Wednesday, March 3, 2010

Green acres is the place for me....

I was at lunch the other day with a friend, her mother and a friend of her mother. My friend was explaining to the other ladies my adventures of living on the family farm. She finds my life most amusing. Looking back, it was.

When we first moved here, thirteen years ago, the house was scary. My mother-in-law sat on the back steps and sobbed that her grandsons would be living in a slum. Mind you, my mother-in-law had played landlord for fifty years for the place and hadn't thought to keep tabs on it so that too, made her cry. We laugh about that now. The house had NO electrical outlets on the second floor and a grand total of FIVE in the house. Two were in the kitchen, two in the living room and one in the downstairs bedroom. Please note, NONE in the bathroom. Hello, I have curly hair and my flat iron is my best friend. Within several weeks of moving in, the house had been totally rewired and the house thankfully had outlets everywhere. Oh and switches, too! No more pulling the chain to get the lights on. I think the reason it was done so quickly was because hubby was tired of me calling him at work, singing him the "Green Acres" theme song whenever there was a problem. And there were lots of them.

Being an interior design major in college, I kept waiting to make the house cute. But of course, I had to put up with the electrical issues, plumbing issues, a new furnace and new roof. I kept asking "When do I do cute?" No one, and I mean no one - okay, maybe guys - wants to see a new furnace or electrical box (did I mention they are located in a creepy basement that causes hubby and I to do rock, paper, scissors to determine who goes down there?). Finally, after three years I got to do cute. It was then I learned the old saying "Be careful what you wish for."

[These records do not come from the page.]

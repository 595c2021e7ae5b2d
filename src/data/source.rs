//! Provider-neutral series fetching.
//!
//! Adapters implement [`SeriesSource`]; the pipeline only sees date/value
//! pairs. Missing provider values arrive as `NaN` and are forward-filled later.

use std::time::Duration;

use chrono::NaiveDate;
use reqwest::blocking::Client;
use tracing::{debug, info};

use super::banxico::BanxicoClient;
use super::fred::FredClient;
use crate::domain::SeriesDefinition;
use crate::error::AppError;

/// Requests fail fast; there is no retry.
pub const REQUEST_TIMEOUT: Duration = Duration::from_secs(15);

/// Length of a Banxico SIE token; a token of this length selects Banxico.
pub const BANXICO_TOKEN_LEN: usize = 64;

/// One fetched raw series, in provider order, at native frequency.
#[derive(Debug, Clone, PartialEq)]
pub struct RawSeries {
    pub name: String,
    pub observations: Vec<(NaiveDate, f64)>,
}

pub trait SeriesSource {
    fn provider(&self) -> &'static str;

    /// Observations for `series_id` between `start` and `end` inclusive.
    fn fetch(
        &self,
        series_id: &str,
        start: NaiveDate,
        end: NaiveDate,
    ) -> Result<Vec<(NaiveDate, f64)>, AppError>;
}

#[derive(Debug, Clone, Copy, PartialEq, Eq)]
pub enum Provider {
    Banxico,
    Fred,
}

#[derive(Debug, Clone, Default)]
pub struct Credentials {
    pub fred_api_key: Option<String>,
    pub banxico_token: Option<String>,
}

impl Credentials {
    /// Read `FRED_API_KEY` and `BANXICO_TOKEN`, loading `.env` if present.
    pub fn from_env() -> Self {
        dotenvy::dotenv().ok();
        let read = |key: &str| std::env::var(key).ok().filter(|v| !v.trim().is_empty());
        Self {
            fred_api_key: read("FRED_API_KEY"),
            banxico_token: read("BANXICO_TOKEN"),
        }
    }

    pub fn provider(&self) -> Provider {
        match &self.banxico_token {
            Some(token) if token.len() == BANXICO_TOKEN_LEN => Provider::Banxico,
            _ => Provider::Fred,
        }
    }

    /// Build the adapter for the selected provider.
    pub fn source(&self) -> Result<Box<dyn SeriesSource>, AppError> {
        match self.provider() {
            Provider::Banxico => {
                let token = self.banxico_token.clone().unwrap_or_default();
                Ok(Box::new(BanxicoClient::new(token)?))
            }
            Provider::Fred => {
                let key = self.fred_api_key.clone().ok_or_else(|| {
                    AppError::config("credentials", "missing FRED_API_KEY and no valid BANXICO_TOKEN")
                })?;
                Ok(Box::new(FredClient::new(key)?))
            }
        }
    }
}

pub(crate) fn http_client() -> Result<Client, AppError> {
    Client::builder()
        .timeout(REQUEST_TIMEOUT)
        .build()
        .map_err(|e| AppError::config("http", format!("failed to build HTTP client: {e}")))
}

/// Fetch every definition, one remote call each; the first failure aborts.
pub fn fetch_all(
    source: &dyn SeriesSource,
    definitions: &[SeriesDefinition],
    start: NaiveDate,
    end: NaiveDate,
) -> Result<Vec<RawSeries>, AppError> {
    let mut out = Vec::with_capacity(definitions.len());
    for def in definitions {
        let observations = source.fetch(&def.id, start, end)?;
        if observations.is_empty() {
            return Err(AppError::fetch(source.provider(), &def.id, "empty result set"));
        }
        debug!(series = %def.name, id = %def.id, n = observations.len(), "fetched series");
        out.push(RawSeries {
            name: def.name.clone(),
            observations,
        });
    }
    info!(provider = source.provider(), series = out.len(), "raw series fetched");
    Ok(out)
}

/// Parse a provider numeric string; non-numeric markers become `NaN`.
pub(crate) fn parse_value(raw: &str) -> f64 {
    let trimmed = raw.trim();
    match trimmed.parse::<f64>() {
        Ok(v) if v.is_finite() => v,
        _ => f64::NAN,
    }
}

#[cfg(test)]
mod tests {
    use super::*;

    #[test]
    fn token_length_selects_provider() {
        let fred = Credentials {
            fred_api_key: Some("k".into()),
            banxico_token: Some("short".into()),
        };
        assert_eq!(fred.provider(), Provider::Fred);

        let banxico = Credentials {
            fred_api_key: None,
            banxico_token: Some("a".repeat(64)),
        };
        assert_eq!(banxico.provider(), Provider::Banxico);
    }

    #[test]
    fn missing_fred_key_is_a_configuration_error() {
        let creds = Credentials::default();
        let err = creds.source().err().unwrap();
        assert!(matches!(err, AppError::Configuration { .. }));
    }

    #[test]
    fn provider_markers_parse_as_missing() {
        assert!(parse_value(".").is_nan());
        assert!(parse_value("N/E").is_nan());
        assert_eq!(parse_value(" 4.25 "), 4.25);
    }

    struct Canned;

    impl SeriesSource for Canned {
        fn provider(&self) -> &'static str {
            "canned"
        }

        fn fetch(&self, series_id: &str, _: NaiveDate, _: NaiveDate) -> Result<Vec<(NaiveDate, f64)>, AppError> {
            if series_id == "EMPTY" {
                return Ok(Vec::new());
            }
            Ok(vec![(NaiveDate::from_ymd_opt(2024, 1, 1).unwrap(), 1.0)])
        }
    }

    #[test]
    fn empty_result_set_is_a_fetch_error_naming_the_series() {
        let d = NaiveDate::from_ymd_opt(2024, 1, 1).unwrap();
        let defs = vec![
            SeriesDefinition { name: "a".into(), id: "OK".into() },
            SeriesDefinition { name: "b".into(), id: "EMPTY".into() },
        ];
        match fetch_all(&Canned, &defs, d, d) {
            Err(AppError::DataFetch { series, provider, .. }) => {
                assert_eq!(series, "EMPTY");
                assert_eq!(provider, "canned");
            }
            other => panic!("unexpected {other:?}"),
        }
    }
}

We found a contractor who liked working on old houses to do our kitchen remodel. The guy and I bumped heads from day one. His vision wasn't my vision and he didn't like it. He showed up to demo the place and then didn't return for days. This saga went on for months until he finally just never showed up again. We were living with our "kitchen" in the dining room and our only sink was a tiny one in the bathroom or the big claw foot tub. We ate out just once a week and the rest of the time, I cooked using hot plates, electric skillets and a microwave. Looking back, I don't know how I did it without losing my sanity. I finally took over the job and got the walls done and painted (and let me give a shout out to the local paint store who failed to tell me that a tinted primer would be best for the color red I used. Yep, six coats of paint later and I got the color I wanted) and the floor laid. During my tenure as contractor, I found a valuable resource in a fellow old house dweller who worked at the local hardware. I would walk in and look for him and describe my predicament in my own unique language - this do-hickey does this and the thingamajig does that - and he knew what I meant. Finally, after nine long months - the kitchen was done. I was so happy, I actually sent out birth announcements.

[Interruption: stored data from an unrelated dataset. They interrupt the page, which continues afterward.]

//! Johansen reduced-rank regression and trace test.
//!
//! Both the cointegration-rank test and the VECM estimator solve the same
//! eigenproblem on residual moment matrices:
//!
//! ```text
//! S11^{-1/2} S10 S00^{-1} S01 S11^{-1/2} v = λ v
//! ```
//!
//! where `R0` are short-run-purged differences and `R1` short-run-purged lagged
//! levels. The symmetric form is used so `SymmetricEigen` applies.

use nalgebra::{DMatrix, SymmetricEigen};
use tracing::debug;

use crate::error::AppError;
use crate::math::regression_residuals;

/// Trace critical values (90%, 95%, 99%), constant term, indexed by
/// `variables - rank - 1`.
const TRACE_CRIT: [[f64; 3]; 12] = [
    [2.7055, 3.8415, 6.6349],
    [13.4294, 15.4943, 19.9349],
    [27.0669, 29.7961, 35.4628],
    [44.4929, 47.8545, 54.6815],
    [65.8202, 69.8189, 77.8202],
    [91.1090, 95.7542, 104.9637],
    [120.3673, 125.6185, 135.9825],
    [153.6341, 159.5290, 171.0905],
    [190.8714, 197.3772, 210.0366],
    [232.1030, 239.2468, 253.2526],
    [277.3740, 285.1402, 300.2821],
    [326.5354, 334.9795, 351.2150],
];

pub const MAX_VARIABLES: usize = TRACE_CRIT.len();

/// Moment matrices and sorted eigen-decomposition of a reduced-rank problem.
#[derive(Debug, Clone)]
pub struct ReducedRank {
    pub s00: DMatrix<f64>,
    pub s01: DMatrix<f64>,
    pub s11: DMatrix<f64>,
    pub s11_inv_sqrt: DMatrix<f64>,
    /// Descending.
    pub eigenvalues: Vec<f64>,
    /// Columns ordered like `eigenvalues`.
    pub eigenvectors: DMatrix<f64>,
}

impl ReducedRank {
    /// `r0` and `r1` hold one observation per row.
    pub fn new(r0: &DMatrix<f64>, r1: &DMatrix<f64>, stage: &str) -> Result<Self, AppError> {
        let t = r0.nrows();
        if t == 0 || r1.nrows() != t {
            return Err(AppError::estimation(stage, "residual blocks are empty or misaligned"));
        }
        let tf = t as f64;
        let s00 = r0.transpose() * r0 / tf;
        let s01 = r0.transpose() * r1 / tf;
        let s11 = r1.transpose() * r1 / tf;

        let s00_inv = s00
            .clone()
            .try_inverse()
            .ok_or_else(|| AppError::estimation(stage, "singular S00 moment matrix"))?;
        let s11_inv_sqrt = inverse_sqrt(&s11, stage)?;

        let m = &s11_inv_sqrt * s01.transpose() * s00_inv * &s01 * &s11_inv_sqrt;
        let sym = (&m + m.transpose()) * 0.5;
        let eig = SymmetricEigen::new(sym);

        let mut order: Vec<usize> = (0..eig.eigenvalues.len()).collect();
        order.sort_by(|&a, &b| eig.eigenvalues[b].total_cmp(&eig.eigenvalues[a]));

        let eigenvalues: Vec<f64> = order.iter().map(|&i| eig.eigenvalues[i]).collect();
        let eigenvectors = DMatrix::from_fn(eig.eigenvectors.nrows(), order.len(), |r, c| {
            eig.eigenvectors[(r, order[c])]
        });

        Ok(Self {
            s00,
            s01,
            s11,
            s11_inv_sqrt,
            eigenvalues,
            eigenvectors,
        })
    }
}

/// `A^{-1/2}` for a symmetric positive-definite `A`.
pub fn inverse_sqrt(a: &DMatrix<f64>, stage: &str) -> Result<DMatrix<f64>, AppError> {
    let eig = SymmetricEigen::new(a.clone());
    if eig.eigenvalues.iter().any(|&l| !(l > 0.0) || !l.is_finite()) {
        return Err(AppError::estimation(stage, "moment matrix is not positive definite"));
    }
    let d = DMatrix::from_diagonal(&eig.eigenvalues.map(|l| 1.0 / l.sqrt()));
    Ok(&eig.eigenvectors * d * eig.eigenvectors.transpose())
}

/// Subtract column means.
pub fn demean(m: &DMatrix<f64>) -> DMatrix<f64> {
    let mut out = m.clone();
    for mut col in out.column_iter_mut() {
        let mean = col.mean();
        col.add_scalar_mut(-mean);
    }
    out
}

#[derive(Debug, Clone, PartialEq)]
pub struct JohansenResult {
    pub eigenvalues: Vec<f64>,
    /// `trace[r]` tests `rank <= r`.
    pub trace: Vec<f64>,
    pub critical_95: Vec<f64>,
}

impl JohansenResult {
    /// Count of trace statistics above their 95% critical value.
    pub fn rank(&self) -> usize {
        self.trace
            .iter()
            .zip(&self.critical_95)
            .filter(|(stat, crit)| stat > crit)
            .count()
    }
}

/// A multivariate cointegration-rank test over level series (columns).
pub trait CointegrationRankTest {
    fn trace_test(&self, levels: &DMatrix<f64>) -> Result<JohansenResult, AppError>;
}

/// Johansen trace test with a constant and one lagged difference.
#[derive(Debug, Clone, Copy, Default)]
pub struct JohansenTrace;

impl CointegrationRankTest for JohansenTrace {
    fn trace_test(&self, levels: &DMatrix<f64>) -> Result<JohansenResult, AppError> {
        coint_johansen(levels)
    }
}

pub fn coint_johansen(levels: &DMatrix<f64>) -> Result<JohansenResult, AppError> {
    const STAGE: &str = "johansen";
    let (n, k) = levels.shape();
    if k > MAX_VARIABLES {
        return Err(AppError::estimation(
            STAGE,
            format!("{k} variables exceed the {MAX_VARIABLES} with tabulated critical values"),
        ));
    }
    if n < k + 4 {
        return Err(AppError::estimation(STAGE, format!("{n} observations are too few for {k} variables")));
    }

    let x = demean(levels);
    let dx = DMatrix::from_fn(n - 1, k, |r, c| x[(r + 1, c)] - x[(r, c)]);
    let m = dx.nrows();

    let z = demean(&dx.rows(0, m - 1).into_owned());
    let dy = demean(&dx.rows(1, m - 1).into_owned());
    let lx = demean(&x.rows(1, n - 2).into_owned());

    let r0 = regression_residuals(&z, &dy)
        .ok_or_else(|| AppError::estimation(STAGE, "short-run regression of differences failed"))?;
    let rk = regression_residuals(&z, &lx)
        .ok_or_else(|| AppError::estimation(STAGE, "short-run regression of levels failed"))?;

    let rr = ReducedRank::new(&r0, &rk, STAGE)?;
    let t = r0.nrows() as f64;

    let mut trace = Vec::with_capacity(k);
    for i in 0..k {
        let mut stat = 0.0;
        for &l in &rr.eigenvalues[i..] {
            if !(l < 1.0) {
                return Err(AppError::estimation(STAGE, format!("eigenvalue {l} is not below one")));
            }
            stat -= t * (1.0 - l.max(0.0)).ln();
        }
        trace.push(stat);
    }
    let critical_95 = (0..k).map(|i| TRACE_CRIT[k - i - 1][1]).collect();

    debug!(?trace, eigenvalues = ?rr.eigenvalues, "johansen trace statistics");
    Ok(JohansenResult {
        eigenvalues: rr.eigenvalues,
        trace,
        critical_95,
    })
}

#[cfg(test)]
mod tests {
    use super::*;
    use rand::rngs::StdRng;
    use rand::{Rng, SeedableRng};
    use rand_distr::StandardNormal;

    fn cointegrated_pair(n: usize) -> DMatrix<f64> {
        let mut rng = StdRng::seed_from_u64(3);
        let mut trend = 0.0;
        let mut data = Vec::with_capacity(n * 2);
        for _ in 0..n {
            trend += rng.sample::<f64, _>(StandardNormal);
            let gap: f64 = 0.3 * rng.sample::<f64, _>(StandardNormal);
            data.push(trend);
            data.push(trend + gap);
        }
        DMatrix::from_row_slice(n, 2, &data)
    }

    #[test]
    fn common_trend_gives_positive_rank() {
        let res = coint_johansen(&cointegrated_pair(300)).unwrap();
        assert_eq!(res.trace.len(), 2);
        assert!(res.trace[0] > res.critical_95[0]);
        assert!(res.rank() >= 1);
        assert!(res.eigenvalues.iter().all(|l| (0.0..1.0).contains(l)));
        assert_eq!(res.critical_95, vec![15.4943, 3.8415]);
    }

    #[test]
    fn trace_is_non_increasing_in_r() {
        let res = coint_johansen(&cointegrated_pair(200)).unwrap();
        assert!(res.trace[0] >= res.trace[1]);
    }

    #[test]
    fn too_many_variables_is_rejected() {
        let levels = DMatrix::from_fn(100, 13, |r, c| (r * (c + 1)) as f64);
        assert!(matches!(coint_johansen(&levels), Err(AppError::Estimation { .. })));
    }

    #[test]
    fn inverse_sqrt_squares_to_inverse() {
        let a = DMatrix::from_row_slice(2, 2, &[4.0, 1.0, 1.0, 3.0]);
        let s = inverse_sqrt(&a, "test").unwrap();
        let prod = &s * &s * &a;
        assert!((prod - DMatrix::identity(2, 2)).norm() < 1e-10);
    }
}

Just like childbirth, one forgets the pain and trauma involved in remodeling and you decide to do it again. This time, it was the back porch. The open, gaping hole that allowed critters to visit was the determining factor for that job. I thought this job would be easy without the impact on us that the kitchen had presented. The porch would finally allow me to have the washer and dryer in the house. No more driving to the next town to the laundry. Yeah, right. Needless to say, the porch was finished - no washer and dryer because of something called pitch (maybe because of the fit I pitched upon learning of the news)- and the contractor took it upon himself to finish the ceiling without talking with me. Starbursts weren't not discussed. Nothing was done as I had envisioned.

The third time was the charm. We tackled the only bathroom we had. We found a contractor who understood me and was adorable. That helped to make the whole ordeal more pleasant. I had the support of friends who would show up regularly to watch him work. Their nickname for him, Eye Candy. He understood the one rule during this whole process - there must be a working toilet at night. Unlike the males here, I refused to do my business outside. The same friends who came over to offer "support", opened up their bathrooms to us so we could shower. The contractor even found a way to put in a tiny laundry area in the tiny bathroom. He was my hero. He even understood hubby's desire to save the huge, heavy cast iron tub (which now is fondly referred to as my West Virginia garden and resides on the patio). He and his workers would laugh at my sagas of previous remodels. They called me "Laura Ingells" and would laugh that their wives/girlfriends wouldn't put up with the things I had. (Another class I missed along the way - along with nagging, creating honey do lists, etc)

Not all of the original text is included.